As you can see, there's now an Assert for FullTrust injected between the partial trust domain boundary and the call to CreateInstanceFrom, which prevents the FileIO demand from failing.

This also has the consequence that your class' constructor will run under an Assert for FullTrust, and should not rely on the AppDomain boundary to provide any protection.  Generally, you should keep this constructor as simple as possible for this very reason.  You certainly don't want to be calling out to any partial trust code or code not under your control from there.  Ideally, you should factor most of this type of work out to an Initialize method which can be called without the assert in place.

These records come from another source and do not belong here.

/// Validates `envelope` against [`envelope_schema`].
///
/// # Errors
///
/// Returns [`PipelineError::ToolSchemaInvalid`] when `envelope` does not
/// conform, or when the schema itself fails to compile (a defect in this
/// crate).
fn validate_envelope(envelope: &Value) -> Result<(), PipelineError> {
    let validator = jsonschema::options()
        .with_draft(Draft::Draft202012)
        .build(&envelope_schema())
        .map_err(|err| PipelineError::ToolSchemaInvalid(format!("invalid envelope schema: {err}")))?;
    let errors: Vec<String> = validator.iter_errors(envelope).map(|err| err.to_string()).collect();
    if errors.is_empty() {
        Ok(())
    } else {
        Err(PipelineError::ToolSchemaInvalid(errors.join("; ")))
    }
}

#[cfg(test)]
mod tests {
    use argus_store::InMemoryDocumentStore;

    use super::*;

    #[test]
    fn fixed_tool_schemas_satisfy_every_cross_rule() {
        assert!(validate_all_tool_schemas().is_ok());
    }

    fn ids() -> (Repo, BuildId, RunId) {
        (Repo::new("acme/widgets").expect("valid"), BuildId::new("b1").expect("valid"), RunId::from_hash("a".repeat(64)).expect("valid"))
    }

    #[test]
    fn acquire_failure_skips_every_later_stage() {
        let store = InMemoryDocumentStore::new();
        let (repo, build_id, run_id) = ids();
        let req = OrchestratorRequest { repo, build_id, run_id, started_at: 0, files: &[], top_n: 5, dry_run: true, attempt: 1 };
        let result = run_pipeline(&store, &req).expect("runs");
        assert!(!result.succeeded);
        assert_eq!(result.traces[0].status, StageStatus::Failed);
        assert!(result.traces[1..].iter().all(|t| t.status == StageStatus::Skipped && t.attempt == 0));
    }

    #[test]
    fn every_recorded_trace_validates_against_the_envelope_schema() {
        let store = InMemoryDocumentStore::new();
        let (repo, build_id, run_id) = ids();
        let req = OrchestratorRequest { repo, build_id, run_id, started_at: 0, files: &[], top_n: 5, dry_run: true, attempt: 1 };
        let result = run_pipeline(&store, &req).expect("runs");
        for trace in &result.traces {
            validate_envelope(&build_envelope(trace, &req)).expect("envelope is valid");
        }
    }

    #[test]
    fn full_bundle_runs_every_stage_to_success() {
        let store = InMemoryDocumentStore::new();
        let (repo, build_id, run_id) = ids();
        let sarif = serde_json::json!({
            "version": "2.1.0",
            "runs": [{
                "tool": {"driver": {"name": "semgrep"}},
                "results": [{
                    "ruleId": "rule-1",
                    "level": "error",
                    "locations": [{"physicalLocation": {"artifactLocation": {"uri": "src/a.rs"}, "region": {"startLine": 1}}}],
                    "properties": {"package": "left-pad", "version": "1.0.0"},
                }],
            }],
        });
        let lockfile = serde_json::json!({"dependencies": {"left-pad": {"version": "1.0.0"}}});
        let files = vec![
            acquire::BundleFile { filename: "scan.sarif".to_string(), bytes: serde_json::to_vec(&sarif).expect("valid") },
            acquire::BundleFile { filename: "package-lock.json".to_string(), bytes: serde_json::to_vec(&lockfile).expect("valid") },
        ];

        // Acquire now derives a real reachability record from the lockfile
        // edge alongside the finding, so enrich has something genuine to
        // join against without any hand-seeded document.
        let req = OrchestratorRequest { repo, build_id, run_id, started_at: 0, files: &files, top_n: 5, dry_run: true, attempt: 1 };
        let result = run_pipeline(&store, &req).expect("runs");
        assert!(result.succeeded, "traces: {:?}", result.traces);
        assert_eq!(result.traces.len(), STAGE_ORDER.len());
        assert!(result.traces.iter().all(|t| t.status == StageStatus::Success));
        assert_eq!(result.ranking.len(), 1);
        assert_eq!(store.list("reachability").expect("ok").len(), 1);
    }
}
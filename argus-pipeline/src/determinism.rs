// argus-pipeline/src/determinism.rs
// ============================================================================
// Module: Determinism Harness
// Description: Runs the orchestrated pipeline twice against independent
//   in-memory stores with identical inputs and diffs every index, the top-N
//   ranking, and a fixed set of cardinality invariants.
// Dependencies: argus-core, argus-store, serde_json
// ============================================================================

//! ## Overview
//! A rerun is allowed to disagree on `createdAt`/`computedAt` timestamps and
//! nothing else. [`run_twice_and_diff`] strips those fields before hashing
//! each document, so a drift report always points at a genuine semantic
//! difference rather than clock noise.

use std::collections::BTreeMap;

use argus_store::DocumentStore;
use argus_store::InMemoryDocumentStore;
use serde_json::Value;

use crate::error::PipelineError;
use crate::orchestrator;
use crate::orchestrator::OrchestratorRequest;

/// Every index the harness snapshots, paired with its id field.
const INDEXES: [(&str, &str); 8] = [
    ("artifacts", "artifactId"),
    ("dependencies", "dependencyId"),
    ("sbom_components", "componentId"),
    ("findings", "findingId"),
    ("reachability", "reachabilityId"),
    ("threat_intel", "intelId"),
    ("priority_explanations", "explanationId"),
    ("actions", "actionId"),
];

/// Fields stripped before hashing a document, since they are allowed to vary
/// between otherwise-identical reruns.
const VARIANCE_FIELDS: [&str; 2] = ["createdAt", "computedAt"];

/// A single index's captured shape after one run.
#[derive(Debug, Clone, Default, PartialEq, Eq)]
struct IndexSnapshot {
    count: usize,
    sorted_ids: Vec<String>,
    hash_per_id: BTreeMap<String, String>,
}

/// Captures `index`'s documents, keyed by `id_field`, with variance fields
/// stripped before hashing.
fn capture_index(store: &dyn DocumentStore, index: &str, id_field: &str) -> Result<IndexSnapshot, PipelineError> {
    let docs = store.list(index)?;
    let mut sorted_ids = Vec::with_capacity(docs.len());
    let mut hash_per_id = BTreeMap::new();
    for doc in docs {
        let id = doc.get(id_field).and_then(Value::as_str).unwrap_or_default().to_string();
        let mut stripped = doc.clone();
        if let Value::Object(map) = &mut stripped {
            for field in VARIANCE_FIELDS {
                map.remove(field);
            }
        }
        let digest = argus_core::hash(&stripped).map_err(|err| PipelineError::Internal(err.to_string()))?;
        sorted_ids.push(id.clone());
        hash_per_id.insert(id, digest);
    }
    sorted_ids.sort();
    Ok(IndexSnapshot { count: sorted_ids.len(), sorted_ids, hash_per_id })
}

/// Groups `docs` by the string value of `field`, counting members per group.
fn grouped_counts(docs: &[Value], field: &str) -> BTreeMap<String, usize> {
    let mut counts = BTreeMap::new();
    for doc in docs {
        let key = doc.get(field).and_then(Value::as_str).unwrap_or_default().to_string();
        *counts.entry(key).or_insert(0) += 1;
    }
    counts
}

/// Outcome of [`run_twice_and_diff`].
#[derive(Debug, Clone, Default)]
pub struct DeterminismReport {
    /// `true` iff [`Self::failures`] is empty.
    pub passed: bool,
    /// Labeled drift descriptions, empty when the two runs agreed in full.
    pub failures: Vec<String>,
}

/// Runs the orchestrated pipeline twice against two independent in-memory
/// stores seeded with identical inputs, and diffs the result.
///
/// Every index is compared on (`count`, `sortedIds`, `hashPerId`), the top-N
/// ranking is compared in order, and three cardinality invariants
/// (reachability-per-finding, intel-per-CVE, explanation-per-finding) are
/// checked for agreement between the two runs. When `fail_fast` is `true`,
/// diffing stops at the first failure found.
///
/// # Errors
///
/// Returns a [`PipelineError`] if either run itself errors before producing
/// a result; a pipeline that ran to completion but disagreed between runs is
/// reported via [`DeterminismReport::failures`], not an `Err`.
pub fn run_twice_and_diff(req: &OrchestratorRequest<'_>, fail_fast: bool) -> Result<DeterminismReport, PipelineError> {
    let store_a = InMemoryDocumentStore::new();
    let store_b = InMemoryDocumentStore::new();

    let result_a = orchestrator::run_pipeline(&store_a, req)?;
    let result_b = orchestrator::run_pipeline(&store_b, req)?;

    let mut failures = Vec::new();

    if result_a.succeeded != result_b.succeeded {
        failures.push(format!("Outcome drift: run A succeeded={}, run B succeeded={}", result_a.succeeded, result_b.succeeded));
        if fail_fast {
            return Ok(DeterminismReport { passed: false, failures });
        }
    }

    for (index, id_field) in INDEXES {
        if fail_fast && !failures.is_empty() {
            break;
        }
        let snapshot_a = capture_index(&store_a, index, id_field)?;
        let snapshot_b = capture_index(&store_b, index, id_field)?;

        if snapshot_a.count != snapshot_b.count {
            failures.push(format!("Count drift in `{index}`: run A has {}, run B has {}", snapshot_a.count, snapshot_b.count));
            if fail_fast {
                break;
            }
        }
        if snapshot_a.sorted_ids != snapshot_b.sorted_ids {
            failures.push(format!("ID set drift in `{index}`: sorted id lists differ between runs"));
            if fail_fast {
                break;
            }
        }
        for (id, hash_a) in &snapshot_a.hash_per_id {
            if let Some(hash_b) = snapshot_b.hash_per_id.get(id) {
                if hash_a != hash_b {
                    failures.push(format!("_source hash drift in `{index}` for id `{id}`"));
                    if fail_fast {
                        break;
                    }
                }
            }
        }
    }

    if fail_fast && !failures.is_empty() {
        return Ok(DeterminismReport { passed: false, failures });
    }

    if result_a.ranking != result_b.ranking {
        failures.push("Top-N ranking drift: rankings differ in membership, order, or score between runs".to_string());
        if fail_fast {
            return Ok(DeterminismReport { passed: false, failures });
        }
    }

    for (label, cardinality_failures) in [
        ("reachability-per-finding", cardinality_drift(&store_a, &store_b, "reachability", "findingId")?),
        ("intel-per-CVE", cardinality_drift(&store_a, &store_b, "threat_intel", "intelId")?),
        ("explanation-per-finding", cardinality_drift(&store_a, &store_b, "priority_explanations", "findingId")?),
    ] {
        if let Some(detail) = cardinality_failures {
            failures.push(format!("Cardinality drift ({label}): {detail}"));
            if fail_fast {
                return Ok(DeterminismReport { passed: false, failures });
            }
        }
    }

    let passed = failures.is_empty();
    Ok(DeterminismReport { passed, failures })
}

/// Compares the per-group document counts of `index`, grouped by `field`,
/// between two stores, returning a detail string when they disagree.
fn cardinality_drift(store_a: &dyn DocumentStore, store_b: &dyn DocumentStore, index: &str, field: &str) -> Result<Option<String>, PipelineError> {
    let counts_a = grouped_counts(&store_a.list(index)?, field);
    let counts_b = grouped_counts(&store_b.list(index)?, field);
    if counts_a == counts_b {
        Ok(None)
    } else {
        Ok(Some(format!("grouped counts for `{index}` by `{field}` differ between runs")))
    }
}

#[cfg(test)]
mod tests {
    use argus_core::BuildId;
    use argus_core::Repo;
    use argus_core::RunId;

    use super::*;
    use crate::acquire::BundleFile;

    fn sample_files() -> Vec<BundleFile> {
        let sarif = serde_json::json!({
            "version": "2.1.0",
            "runs": [{
                "tool": {"driver": {"name": "semgrep"}},
                "results": [{
                    "ruleId": "rule-1",
                    "level": "error",
                    "locations": [{"physicalLocation": {"artifactLocation": {"uri": "src/a.rs"}, "region": {"startLine": 1}}}],
                }],
            }],
        });
        vec![BundleFile { filename: "scan.sarif".to_string(), bytes: serde_json::to_vec(&sarif).expect("valid") }]
    }

    fn sample_request(files: &[BundleFile]) -> OrchestratorRequest<'_> {
        OrchestratorRequest {
            repo: Repo::new("acme/widgets").expect("valid"),
            build_id: BuildId::new("b1").expect("valid"),
            run_id: RunId::from_hash("a".repeat(64)).expect("valid"),
            started_at: 0,
            files,
            top_n: 5,
            dry_run: true,
            attempt: 1,
        }
    }

    #[test]
    fn identical_inputs_produce_no_drift_through_acquire() {
        let files = sample_files();
        let report = run_twice_and_diff(&sample_request(&files), false).expect("diffs");
        assert!(report.passed, "unexpected failures: {:?}", report.failures);
    }

    #[test]
    fn fail_fast_stops_at_the_first_failure() {
        let files = sample_files();
        let report = run_twice_and_diff(&sample_request(&files), true).expect("diffs");
        assert!(report.passed);
    }
}
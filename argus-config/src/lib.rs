// argus-config/src/lib.rs
// ============================================================================
// Module: Argus Config Library
// Description: Canonical runtime configuration model and validation.
// Purpose: Single source of truth for argus.toml semantics.
// Dependencies: serde, toml
// ============================================================================

//! ## Overview
//! `argus-config` defines the canonical configuration model for the Argus
//! pipeline: document-store connection and bulk-client tuning, object-store
//! settings for raw bundle artifacts, and pipeline run defaults. Loading is
//! strict and fail-closed; a config that does not parse or validate is
//! never silently patched over.

// ============================================================================
// SECTION: Modules
// ============================================================================

pub mod config;

// ============================================================================
// SECTION: Re-Exports
// ============================================================================

pub use config::ArgusConfig;
pub use config::ConfigError;
pub use config::DocumentStoreConfig;
pub use config::ObjectStoreConfig;
pub use config::ObjectStoreProvider;
pub use config::RunConfig;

In addition to any explicit constructor code, you should look out for constructor code created for you by the compiler when you assign values to class members, and any static constructors that you may cause to run under the Assert.

The other case where the LoadFrom demand can bite you is much easier to fix.  If the code you're sandboxing is an executable, it's convenient to use the AppDomain.ExecuteAssembly method to run it in your sandbox.  However ExecuteAssembly is going to do a LoadFrom to get the assembly loaded into the domain, and that triggers the infamous FileIO demand.  In this case, the fix is simply to use ExecuteAssemblyByName instead.

This API uses Assembly.Load to get the target assembly into the domain which means there will be no demand; however the AppBase must be setup to point at the target's location.  Since this is generally the way a sandboxed domain should be setup anyway, that's not too much of a problem.